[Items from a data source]
+ + + + + + +

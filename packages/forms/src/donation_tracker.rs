//! The donation tracker form: charity, amount, date and a donor comment.

use models::Donation;
use validation::{FieldKind, MINIMUM_DONATION};

use crate::adapter::FormAdapter;
use crate::binder::SubmitTarget;
use crate::error::FormError;
use crate::form::{Control, FieldDescriptor, FieldValues, Form};
use crate::reporter::ErrorScope;
use crate::validator::{bind, validate_field};

pub const FORM_ID: &str = "donation-tracker";

pub const CHARITY_NAME: FieldDescriptor = FieldDescriptor {
    id: "charity-name",
    key: "name",
    control: Control::Input,
    kind: FieldKind::Required {
        message: "Please enter a name",
    },
};

pub const DONATION_AMOUNT: FieldDescriptor = FieldDescriptor {
    id: "donation-amt",
    key: "donation",
    control: Control::Input,
    kind: FieldKind::Amount {
        minimum: MINIMUM_DONATION,
        empty: "Please enter a donation amount",
        invalid: "Please enter a donation of at least $1.00",
    },
};

pub const DONATION_DATE: FieldDescriptor = FieldDescriptor {
    id: "donation-date",
    key: "date",
    control: Control::Input,
    kind: FieldKind::Date {
        message: "Please enter a date",
    },
};

pub const DONOR_COMMENT: FieldDescriptor = FieldDescriptor {
    id: "donor-comment",
    key: "comment",
    control: Control::TextArea,
    kind: FieldKind::Required {
        message: "Please enter a comment",
    },
};

static FIELDS: [FieldDescriptor; 4] = [
    CHARITY_NAME,
    DONATION_AMOUNT,
    DONATION_DATE,
    DONOR_COMMENT,
];

pub struct DonationTrackerForm;

impl Form for DonationTrackerForm {
    const FORM_ID: &'static str = FORM_ID;
    type Record = Donation;

    fn fields() -> &'static [FieldDescriptor] {
        &FIELDS
    }

    fn assemble(values: &FieldValues) -> Donation {
        create_data_object(
            values.get(CHARITY_NAME.key),
            values.get(DONATION_AMOUNT.key),
            values.get(DONATION_DATE.key),
            values.get(DONOR_COMMENT.key),
        )
    }
}

/// Builds the donation record from already validated values
pub fn create_data_object(name: &str, donation: &str, date: &str, comment: &str) -> Donation {
    Donation::new(name, donation, date, comment)
}

pub fn validate_charity_name(name: &str, scope: &impl ErrorScope) -> bool {
    validate_field(&CHARITY_NAME.kind, name, scope)
}

pub fn validate_donation(donation: &str, scope: &impl ErrorScope) -> bool {
    validate_field(&DONATION_AMOUNT.kind, donation, scope)
}

pub fn validate_date(date: &str, scope: &impl ErrorScope) -> bool {
    validate_field(&DONATION_DATE.kind, date, scope)
}

pub fn validate_donor_comment(comment: &str, scope: &impl ErrorScope) -> bool {
    validate_field(&DONOR_COMMENT.kind, comment, scope)
}

/// Validates the whole form once, returning the record if every field passed
pub fn validate_form_submit<A: FormAdapter>(adapter: &A) -> Result<Option<Donation>, FormError> {
    crate::validator::validate_form::<DonationTrackerForm, A>(adapter).map(|s| s.record())
}

/// Binds the donation form's validation to submissions of `form`
pub fn init<T, A, H>(form: &T, adapter: A, on_record: H) -> Result<(), FormError>
where
    T: SubmitTarget,
    A: FormAdapter + 'static,
    H: FnMut(Donation) + 'static,
{
    bind::<DonationTrackerForm, A, T, H>(form, adapter, on_record)
}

+ + + + + + +

• Exercise goal:
Print the records above exactly as they appear.

• The completed task:
filename packages/forms/src/donation_tracker.rs
//! The donation tracker form: charity, amount, date and a donor comment.

use models::Donation;
use validation::{FieldKind, MINIMUM_DONATION};

use crate::adapter::FormAdapter;
use crate::binder::SubmitTarget;
use crate::error::FormError;
use crate::form::{Control, FieldDescriptor, FieldValues, Form};
use crate::reporter::ErrorScope;
use crate::validator::{bind, validate_field};

pub const FORM_ID: &str = "donation-tracker";

pub const CHARITY_NAME: FieldDescriptor = FieldDescriptor {
    id: "charity-name",
    key: "name",
    control: Control::Input,
    kind: FieldKind::Required {
        message: "Please enter a name",
    },
};

pub const DONATION_AMOUNT: FieldDescriptor = FieldDescriptor {
    id: "donation-amt",
    key: "donation",
    control: Control::Input,
    kind: FieldKind::Amount {
        minimum: MINIMUM_DONATION,
        empty: "Please enter a donation amount",
        invalid: "Please enter a donation of at least $1.00",
    },
};

pub const DONATION_DATE: FieldDescriptor = FieldDescriptor {
    id: "donation-date",
    key: "date",
    control: Control::Input,
    kind: FieldKind::Date {
        message: "Please enter a date",
    },
};

pub const DONOR_COMMENT: FieldDescriptor = FieldDescriptor {
    id: "donor-comment",
    key: "comment",
    control: Control::TextArea,
    kind: FieldKind::Required {
        message: "Please enter a comment",
    },
};

static FIELDS: [FieldDescriptor; 4] = [
    CHARITY_NAME,
    DONATION_AMOUNT,
    DONATION_DATE,
    DONOR_COMMENT,
];

pub struct DonationTrackerForm;

impl Form for DonationTrackerForm {
    const FORM_ID: &'static str = FORM_ID;
    type Record = Donation;

    fn fields() -> &'static [FieldDescriptor] {
        &FIELDS
    }

    fn assemble(values: &FieldValues) -> Donation {
        create_data_object(
            values.get(CHARITY_NAME.key),
            values.get(DONATION_AMOUNT.key),
            values.get(DONATION_DATE.key),
            values.get(DONOR_COMMENT.key),
        )
    }
}

/// Builds the donation record from already validated values
pub fn create_data_object(name: &str, donation: &str, date: &str, comment: &str) -> Donation {
    Donation::new(name, donation, date, comment)
}

pub fn validate_charity_name(name: &str, scope: &impl ErrorScope) -> bool {
    validate_field(&CHARITY_NAME.kind, name, scope)
}

pub fn validate_donation(donation: &str, scope: &impl ErrorScope) -> bool {
    validate_field(&DONATION_AMOUNT.kind, donation, scope)
}

pub fn validate_date(date: &str, scope: &impl ErrorScope) -> bool {
    validate_field(&DONATION_DATE.kind, date, scope)
}

pub fn validate_donor_comment(comment: &str, scope: &impl ErrorScope) -> bool {
    validate_field(&DONOR_COMMENT.kind, comment, scope)
}

/// Validates the whole form once, returning the record if every field passed
pub fn validate_form_submit<A: FormAdapter>(adapter: &A) -> Result<Option<Donation>, FormError> {
    crate::validator::validate_form::<DonationTrackerForm, A>(adapter).map(|s| s.record())
}

/// Binds the donation form's validation to submissions of `form`
pub fn init<T, A, H>(form: &T, adapter: A, on_record: H) -> Result<(), FormError>
where
    T: SubmitTarget,
    A: FormAdapter + 'static,
    H: FnMut(Donation) + 'static,
{
    bind::<DonationTrackerForm, A, T, H>(form, adapter, on_record)
}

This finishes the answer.